MANISTEE — Rick Mohr, assistant manager of the Manistee Public Works Department, shared an initial report of a sanitary sewer overflow via email Sunday afternoon.

Manistee had a sanitary sewer overflow that began at 4:30 a.m. Sunday, the email said.

Mohr noted that the overflow was due to heavy rain.

A final report should be submitted once the overflow has ceased and bacterial testing results are complete on the receiving waters.

Typically, final reports show the number of inches of precipitation and the number of gallons of diluted raw sewage that overflowed into Lake Manistee.


The current three-part $19 million sewer pipeline project at the Manistee Treatment Plant would limit sanitary sewer overflows. Earlier plans indicated that it should end next month.

File photo

A story of excesses

Due to capacity and weather events such as rainfall that cause an influx of sewage, the Manistee sewage treatment plant cannot always handle the additional sewage.

In these situations, excess untreated sewage is dumped into Lake Manistee.

The plant is located at 50 Ninth St. and after a discharge, staff perform downstream sampling for E. coli at five sites to ensure that E. coli does not exceed 300 per ml.

Sanitary sewer overflow events must be reported to the public – but are legal – discharges are diluted and not a new occurrence.

According to previous interviews with Manistee Public Works Department Manager Jeff Mikula, overflows have been reported for the past 30 to 40 years.

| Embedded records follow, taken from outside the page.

//! Reviews, chat, notifications, badges and the audit logs.

use async_trait::async_trait;
use uuid::Uuid;

use crate::domain::ports::{
    AiResponseRepository, AiResponseRepositoryError, BadgeRepository, BadgeRepositoryError,
    ChatRepository, ChatRepositoryError, NotificationRepository, NotificationRepositoryError,
    ReviewRepository, ReviewRepositoryError, WebhookEventRepository, WebhookEventRepositoryError,
};
use crate::domain::{
    AiResponse, ChatMessage, ChatRoom, EarnedBadge, Notification, NotificationKind,
    NotificationStats, PageKey, ParticipantPair, Review, UserId, WebhookEvent,
    WebhookRecordOutcome,
};

use super::{MemoryStore, newest_first};

#[async_trait]
impl ReviewRepository for MemoryStore {
    async fn insert(&self, review: &Review) -> Result<(), ReviewRepositoryError> {
        let mut tables = self.tables.write().await;
        if tables
            .reviews
            .values()
            .any(|existing| existing.booking_id == review.booking_id)
        {
            return Err(ReviewRepositoryError::duplicate_review());
        }
        tables.reviews.insert(review.id, review.clone());
        Ok(())
    }

    async fn find(&self, review_id: &Uuid) -> Result<Option<Review>, ReviewRepositoryError> {
        let tables = self.tables.read().await;
        Ok(tables.reviews.get(review_id).cloned())
    }

    async fn for_mentor(&self, mentor_id: &UserId) -> Result<Vec<Review>, ReviewRepositoryError> {
        let tables = self.tables.read().await;
        Ok(newest_first(
            tables
                .reviews
                .values()
                .filter(|review| review.mentor_id == *mentor_id)
                .cloned(),
            |review| PageKey::new(review.created_at, review.id),
            None,
            usize::MAX,
        ))
    }

    async fn count_by_reviewer(&self, reviewer_id: &UserId) -> Result<u64, ReviewRepositoryError> {
        let tables = self.tables.read().await;
        Ok(tables
            .reviews
            .values()
            .filter(|review| review.reviewer_id == *reviewer_id)
            .count() as u64)
    }

    async fn record_helpful(
        &self,
        review_id: &Uuid,
        voter_id: &UserId,
    ) -> Result<i32, ReviewRepositoryError> {
        let mut tables = self.tables.write().await;
        if !tables.reviews.contains_key(review_id) {
            return Err(ReviewRepositoryError::query(format!(
                "review {review_id} not found"
            )));
        }
        if !tables.helpful_votes.insert((*review_id, *voter_id)) {
            return Err(ReviewRepositoryError::duplicate_vote());
        }
        let review = tables
            .reviews
            .get_mut(review_id)
            .ok_or_else(|| ReviewRepositoryError::query(format!("review {review_id} not found")))?;
        review.helpful_count += 1;
        Ok(review.helpful_count)
    }
}

#[async_trait]
impl ChatRepository for MemoryStore {
    async fn open_room(&self, room: &ChatRoom) -> Result<ChatRoom, ChatRepositoryError> {
        let mut tables = self.tables.write().await;
        if let Some(existing) = tables
            .rooms
            .values()
            .find(|existing| existing.participants == room.participants)
        {
            return Ok(existing.clone());
        }
        tables.rooms.insert(room.id, room.clone());
        Ok(room.clone())
    }

    async fn find_room(&self, room_id: &Uuid) -> Result<Option<ChatRoom>, ChatRepositoryError> {
        let tables = self.tables.read().await;
        Ok(tables.rooms.get(room_id).cloned())
    }

    async fn find_room_for_pair(
        &self,
        pair: &ParticipantPair,
    ) -> Result<Option<ChatRoom>, ChatRepositoryError> {
        let tables = self.tables.read().await;
        Ok(tables
            .rooms
            .values()
            .find(|room| room.participants == *pair)
            .cloned())
    }

    async fn rooms_for(&self, user_id: &UserId) -> Result<Vec<ChatRoom>, ChatRepositoryError> {
        let tables = self.tables.read().await;
        Ok(newest_first(
            tables
                .rooms
                .values()
                .filter(|room| room.participants.contains(*user_id))
                .cloned(),
            |room| PageKey::new(room.created_at, room.id),
            None,
            usize::MAX,
        ))
    }

    async fn insert_message(&self, message: &ChatMessage) -> Result<(), ChatRepositoryError> {
        let mut tables = self.tables.write().await;
        tables.messages.insert(message.id, message.clone());
        Ok(())
    }

    async fn find_message(
        &self,
        message_id: &Uuid,
    ) -> Result<Option<ChatMessage>, ChatRepositoryError> {
        let tables = self.tables.read().await;
        Ok(tables.messages.get(message_id).cloned())
    }

    async fn update_message(&self, message: &ChatMessage) -> Result<(), ChatRepositoryError> {
        let mut tables = self.tables.write().await;
        match tables.messages.get_mut(&message.id) {
            Some(stored) => {
                *stored = message.clone();
                Ok(())
            }
            None => Err(ChatRepositoryError::query(format!(
                "message {} not found",
                message.id
            ))),
        }
    }

    async fn messages(
        &self,
        room_id: &Uuid,
        before: Option<PageKey>,
        limit: usize,
    ) -> Result<Vec<ChatMessage>, ChatRepositoryError> {
        let tables = self.tables.read().await;
        Ok(newest_first(
            tables
                .messages
                .values()
                .filter(|message| message.room_id == *room_id)
                .cloned(),
            |message| PageKey::new(message.created_at, message.id),
            before,
            limit,
        ))
    }
}

#[async_trait]
impl NotificationRepository for MemoryStore {
    async fn insert(&self, notification: &Notification) -> Result<(), NotificationRepositoryError> {
        let mut tables = self.tables.write().await;
        tables
            .notifications
            .insert(notification.id, notification.clone());
        Ok(())
    }

    async fn insert_all(
        &self,
        notifications: &[Notification],
    ) -> Result<(), NotificationRepositoryError> {
        let mut tables = self.tables.write().await;
        tables.notifications.extend(
            notifications
                .iter()
                .map(|notification| (notification.id, notification.clone())),
        );
        Ok(())
    }

    async fn page(
        &self,
        user_id: &UserId,
        unread_only: bool,
        before: Option<PageKey>,
        limit: usize,
    ) -> Result<Vec<Notification>, NotificationRepositoryError> {
        let tables = self.tables.read().await;
        Ok(newest_first(
            tables
                .notifications
                .values()
                .filter(|n| n.user_id == *user_id && (!unread_only || !n.is_read))
                .cloned(),
            |n| PageKey::new(n.created_at, n.id),
            before,
            limit,
        ))
    }

    async fn mark_read(
        &self,
        user_id: &UserId,
        notification_id: &Uuid,
    ) -> Result<bool, NotificationRepositoryError> {
        let mut tables = self.tables.write().await;
        Ok(match tables.notifications.get_mut(notification_id) {
            Some(notification) if notification.user_id == *user_id => {
                notification.is_read = true;
                true
            }
            _ => false,
        })
    }

    async fn mark_all_read(&self, user_id: &UserId) -> Result<u64, NotificationRepositoryError> {
        let mut tables = self.tables.write().await;
        let mut marked = 0;
        for notification in tables.notifications.values_mut() {
            if notification.user_id == *user_id && !notification.is_read {
                notification.is_read = true;
                marked += 1;
            }
        }
        Ok(marked)
    }

    async fn stats(
        &self,
        user_id: &UserId,
    ) -> Result<NotificationStats, NotificationRepositoryError> {
        let tables = self.tables.read().await;
        Ok(NotificationStats::tally(
            tables
                .notifications
                .values()
                .filter(|n| n.user_id == *user_id),
        ))
    }

    async fn has_reminder_for(
        &self,
        booking_id: &Uuid,
    ) -> Result<bool, NotificationRepositoryError> {
        let tables = self.tables.read().await;
        let wanted = booking_id.to_string();
        Ok(tables.notifications.values().any(|n| {
            n.kind == NotificationKind::SessionReminder
                && n.payload.get("bookingId").and_then(|v| v.as_str()) == Some(wanted.as_str())
        }))
    }
}

#[async_trait]
impl BadgeRepository for MemoryStore {
    async fn award(&self, badge: &EarnedBadge) -> Result<bool, BadgeRepositoryError> {
        let mut tables = self.tables.write().await;
        if tables
            .badges
            .iter()
            .any(|held| held.user_id == badge.user_id && held.slug == badge.slug)
        {
            return Ok(false);
        }
        tables.badges.push(badge.clone());
        Ok(true)
    }

    async fn for_user(&self, user_id: &UserId) -> Result<Vec<EarnedBadge>, BadgeRepositoryError> {
        let tables = self.tables.read().await;
        Ok(tables
            .badges
            .iter()
            .filter(|badge| badge.user_id == *user_id)
            .cloned()
            .collect())
    }
}

#[async_trait]
impl AiResponseRepository for MemoryStore {
    async fn insert(&self, response: &AiResponse) -> Result<(), AiResponseRepositoryError> {
        let mut tables = self.tables.write().await;
        tables.ai_log.push(response.clone());
        Ok(())
    }

    async fn for_user(
        &self,
        user_id: &UserId,
    ) -> Result<Vec<AiResponse>, AiResponseRepositoryError> {
        let tables = self.tables.read().await;
        Ok(newest_first(
            tables
                .ai_log
                .iter()
                .filter(|entry| entry.user_id == *user_id)
                .cloned(),
            |entry| PageKey::new(entry.created_at, entry.id),
            None,
            usize::MAX,
        ))
    }
}

#[async_trait]
impl WebhookEventRepository for MemoryStore {
    async fn record(
        &self,
        event: &WebhookEvent,
    ) -> Result<WebhookRecordOutcome, WebhookEventRepositoryError> {
        let mut tables = self.tables.write().await;
        if let Some(event_id) = event.event_id.as_deref()
            && let Some(existing) = tables.webhook_events.iter().find(|stored| {
                stored.provider == event.provider && stored.event_id.as_deref() == Some(event_id)
            })
        {
            return Ok(WebhookRecordOutcome::Duplicate { id: existing.id });
        }
        tables.webhook_events.push(event.clone());
        Ok(WebhookRecordOutcome::Recorded)
    }
}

Details of the overflow are being reported to the city, health department, and state. The News Advocate also reports details of the overflow events.

Over the past 30 years, Manistee has invested nearly $40 million to eliminate raw sewage discharges into the Manistee River.

The current three-part $19 million sewer pipeline project at the Manistee Treatment Plant would limit sanitary sewer overflows.

According to a previous email response from Mohr, spillovers could still occur after the work is complete.

“The retention ponds being constructed will hold a total of 6 million gallons. If a rain event is large enough to fill all three reservoirs totaling 6 million gallons, we will overflow to the lake,” Mohr explained. “The big difference is that it will be partially treated and chlorinated. It would most likely take a 25, 50 or 100 year storm to cause an overflow.

The new construction would mean that when flows exceed what the plant can handle, the flows would be dumped into three separate aboveground tanks where they could be stored until flows diminish. When the plant is back to capacity, wastewater workers can drain the tanks and run the streams through the treatment process.

Earlier estimates indicated that the project should be completed by some time in August.